►

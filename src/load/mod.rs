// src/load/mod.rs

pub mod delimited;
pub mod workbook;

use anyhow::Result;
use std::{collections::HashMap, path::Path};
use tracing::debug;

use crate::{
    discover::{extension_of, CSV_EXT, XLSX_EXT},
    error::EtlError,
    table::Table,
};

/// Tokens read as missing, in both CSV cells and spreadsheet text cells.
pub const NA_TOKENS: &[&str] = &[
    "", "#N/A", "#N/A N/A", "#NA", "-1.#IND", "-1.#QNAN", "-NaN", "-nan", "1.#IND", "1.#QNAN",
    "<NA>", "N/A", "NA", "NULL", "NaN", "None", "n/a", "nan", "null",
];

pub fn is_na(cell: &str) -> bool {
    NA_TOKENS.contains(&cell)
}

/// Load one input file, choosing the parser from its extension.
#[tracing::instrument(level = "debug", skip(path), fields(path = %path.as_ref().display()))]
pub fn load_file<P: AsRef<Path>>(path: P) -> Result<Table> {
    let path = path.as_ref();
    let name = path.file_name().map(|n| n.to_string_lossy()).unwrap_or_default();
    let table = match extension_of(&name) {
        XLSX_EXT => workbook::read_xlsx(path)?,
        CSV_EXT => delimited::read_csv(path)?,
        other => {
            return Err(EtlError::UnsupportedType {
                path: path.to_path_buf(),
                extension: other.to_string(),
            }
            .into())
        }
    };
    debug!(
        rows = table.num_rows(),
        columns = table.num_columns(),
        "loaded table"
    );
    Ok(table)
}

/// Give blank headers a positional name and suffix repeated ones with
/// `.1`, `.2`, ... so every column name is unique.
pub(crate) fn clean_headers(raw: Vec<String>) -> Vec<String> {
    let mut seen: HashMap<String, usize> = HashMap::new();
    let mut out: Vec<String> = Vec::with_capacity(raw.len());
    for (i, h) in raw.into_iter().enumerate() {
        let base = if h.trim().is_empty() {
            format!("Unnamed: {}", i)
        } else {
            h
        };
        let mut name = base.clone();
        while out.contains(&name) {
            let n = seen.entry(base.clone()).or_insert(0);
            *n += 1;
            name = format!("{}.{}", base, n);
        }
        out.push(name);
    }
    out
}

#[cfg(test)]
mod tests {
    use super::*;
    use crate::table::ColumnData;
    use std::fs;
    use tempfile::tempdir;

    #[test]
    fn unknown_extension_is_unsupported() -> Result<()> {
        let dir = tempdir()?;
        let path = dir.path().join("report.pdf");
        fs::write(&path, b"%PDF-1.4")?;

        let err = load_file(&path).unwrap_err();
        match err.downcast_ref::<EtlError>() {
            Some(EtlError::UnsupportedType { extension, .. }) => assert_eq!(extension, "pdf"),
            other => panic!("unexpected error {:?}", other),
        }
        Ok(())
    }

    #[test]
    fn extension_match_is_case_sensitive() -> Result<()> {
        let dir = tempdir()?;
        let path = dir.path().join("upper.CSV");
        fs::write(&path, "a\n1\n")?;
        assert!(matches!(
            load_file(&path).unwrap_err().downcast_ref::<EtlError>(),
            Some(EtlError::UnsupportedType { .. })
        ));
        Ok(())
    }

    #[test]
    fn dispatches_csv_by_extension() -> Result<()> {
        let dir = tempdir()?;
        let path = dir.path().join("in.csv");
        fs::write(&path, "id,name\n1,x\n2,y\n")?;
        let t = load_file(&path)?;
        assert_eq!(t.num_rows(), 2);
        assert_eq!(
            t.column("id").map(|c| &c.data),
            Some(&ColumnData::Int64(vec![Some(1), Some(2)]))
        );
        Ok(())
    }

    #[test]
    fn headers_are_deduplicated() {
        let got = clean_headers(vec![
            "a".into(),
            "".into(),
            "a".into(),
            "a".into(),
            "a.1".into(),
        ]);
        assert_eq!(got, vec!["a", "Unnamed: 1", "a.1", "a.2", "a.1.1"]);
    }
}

◄

[Instructions for the task]
The expected response is the material above given again line by line, from its first line to the line holding "fields(path = %path.as_ref().display()))]", inclusive.

[Answer to this exercise]
filename src/load/mod.rs
// src/load/mod.rs

pub mod delimited;
pub mod workbook;

use anyhow::Result;
use std::{collections::HashMap, path::Path};
use tracing::debug;

use crate::{
    discover::{extension_of, CSV_EXT, XLSX_EXT},
    error::EtlError,
    table::Table,
};

/// Tokens read as missing, in both CSV cells and spreadsheet text cells.
pub const NA_TOKENS: &[&str] = &[
    "", "#N/A", "#N/A N/A", "#NA", "-1.#IND", "-1.#QNAN", "-NaN", "-nan", "1.#IND", "1.#QNAN",
    "<NA>", "N/A", "NA", "NULL", "NaN", "None", "n/a", "nan", "null",
];

pub fn is_na(cell: &str) -> bool {
    NA_TOKENS.contains(&cell)
}

/// Load one input file, choosing the parser from its extension.
#[tracing::instrument(level = "debug", skip(path), fields(path = %path.as_ref().display()))]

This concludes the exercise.